- _DATA EXTRACTS_:
┏━━
use std::sync::Arc;

use anyhow::{Context, Result};
use async_graphql_axum::{GraphQLRequest, GraphQLResponse};
use axum::{
    extract::State,
    http::{header::CONTENT_TYPE, HeaderName, HeaderValue, Method},
    response::{Html, IntoResponse},
    routing::{get, post},
    Router,
};
use migration::{Migrator, MigratorTrait};
use sea_orm::Database;
use tokio::net::TcpListener;
use tower_http::{cors::CorsLayer, trace::TraceLayer};
use tracing::{info, warn};
use tracing_subscriber::{layer::SubscriberExt, util::SubscriberInitExt};

use procurely::config::AppConfig;
use procurely::graphql::{create_schema, ApiSchema, ApiServices};
use procurely::services::{
    provider_from_config, spawn_poller, ComparisonService, ExtractionClient, ImapMailbox, InMemoryLedger,
    IngestionOrchestrator, Poller, RequestService, SeaOrmStore, VendorService,
};

#[derive(Clone)]
struct AppState {
    schema: ApiSchema,
}

async fn graphql_handler(State(state): State<AppState>, req: GraphQLRequest) -> GraphQLResponse {
    state.schema.execute(req.into_inner()).await.into()
}

async fn graphql_playground() -> impl IntoResponse {
    Html(r#"
    <!DOCTYPE html>
    <html>
    <head>
        <title>Procurely GraphQL Playground</title>
        <link rel="stylesheet" href="https://cdn.jsdelivr.net/npm/graphql-playground-react/build/static/css/index.css" />
    </head>
    <body>
        <div id="root"></div>
        <script src="https://cdn.jsdelivr.net/npm/graphql-playground-react/build/static/js/middleware.js"></script>
        <script>
            GraphQLPlayground.init(document.getElementById('root'), {
                endpoint: '/graphql'
            })
        </script>
    </body>
    </html>
    "#)
}

async fn health() -> impl IntoResponse {
    "OK"
}

fn cors_layer(cors_origins: &str) -> CorsLayer {
    if cors_origins.trim() == "*" {
        warn!("CORS set to accept ANY origin (*) - only use in development!");
        return CorsLayer::permissive();
    }

    let origins: Vec<HeaderValue> = cors_origins
        .split(',')
        .filter_map(|origin| origin.trim().parse().ok())
        .collect();

    CorsLayer::new()
        .allow_origin(origins)
        .allow_methods([Method::GET, Method::POST, Method::OPTIONS])
        .allow_headers([
            CONTENT_TYPE,
            HeaderName::from_static("apollo-require-preflight"),
            HeaderName::from_static("x-requested-with"),
        ])
}

#[tokio::main]
async fn main() -> Result<()> {
    // Initialize tracing
    tracing_subscriber::registry()
        .with(
            tracing_subscriber::EnvFilter::try_from_default_env()
                .unwrap_or_else(|_| "procurely=debug,tower_http=debug".into()),
        )
        .with(tracing_subscriber::fmt::layer())
        .init();

    let config = AppConfig::from_env()?;
    info!(provider = ?config.ai.provider, model = %config.ai.model, "Starting Procurely");

    // Connect to database
    info!("Connecting to database...");
    let db = Database::connect(&config.database_url)
        .await
        .context("Failed to connect to database")?;
    Migrator::up(&db, None).await.context("Failed to run migrations")?;
    info!("Database connected and migrated");

    // Initialize services
    let store = SeaOrmStore::new(db.clone());
    let shared_store = Arc::new(store.clone());
    let extraction = ExtractionClient::new(provider_from_config(&config.ai)?, config.ai.retry);
    let comparison_service = ComparisonService::new(shared_store.clone(), extraction.clone());

    let poller = match config.mail.clone() {
        Some(mail) => {
            let orchestrator = IngestionOrchestrator::new(
                Arc::new(ImapMailbox::new(mail)),
                Arc::new(InMemoryLedger::new()),
                shared_store,
                extraction,
            );
            let poller = Poller::new(orchestrator, config.poll.allow_overlap);
            spawn_poller(poller.clone(), &config.poll);
            Some(poller)
        }
        None => None,
    };

    let schema = create_schema(ApiServices {
        vendor_service: VendorService::new(db.clone()),
        request_service: RequestService::new(db),
        store,
        comparison_service,
        poller,
    });

    // Create router
    let app = Router::new()
        .route("/graphql", post(graphql_handler))
        .route("/playground", get(graphql_playground))
        .route("/health", get(health))
        .layer(TraceLayer::new_for_http())
        .layer(cors_layer(&config.cors_origins))
        .with_state(AppState { schema });

    // Start server
    let addr = format!("{}:{}", config.host, config.port);
    let listener = TcpListener::bind(&addr).await?;

    info!("Server starting on http://{}", addr);
    info!("GraphQL Playground available at http://{}/playground", addr);
    info!("Health check available at http://{}/health", addr);

    axum::serve(listener, app).await?;

    Ok(())
}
┗━━
- _TASK_:
Look for the word "Result" in the data, then return every line that contains it.

- _EXERCISE OUTPUT_:
use anyhow::{Context, Result};
async fn main() -> Result<()> {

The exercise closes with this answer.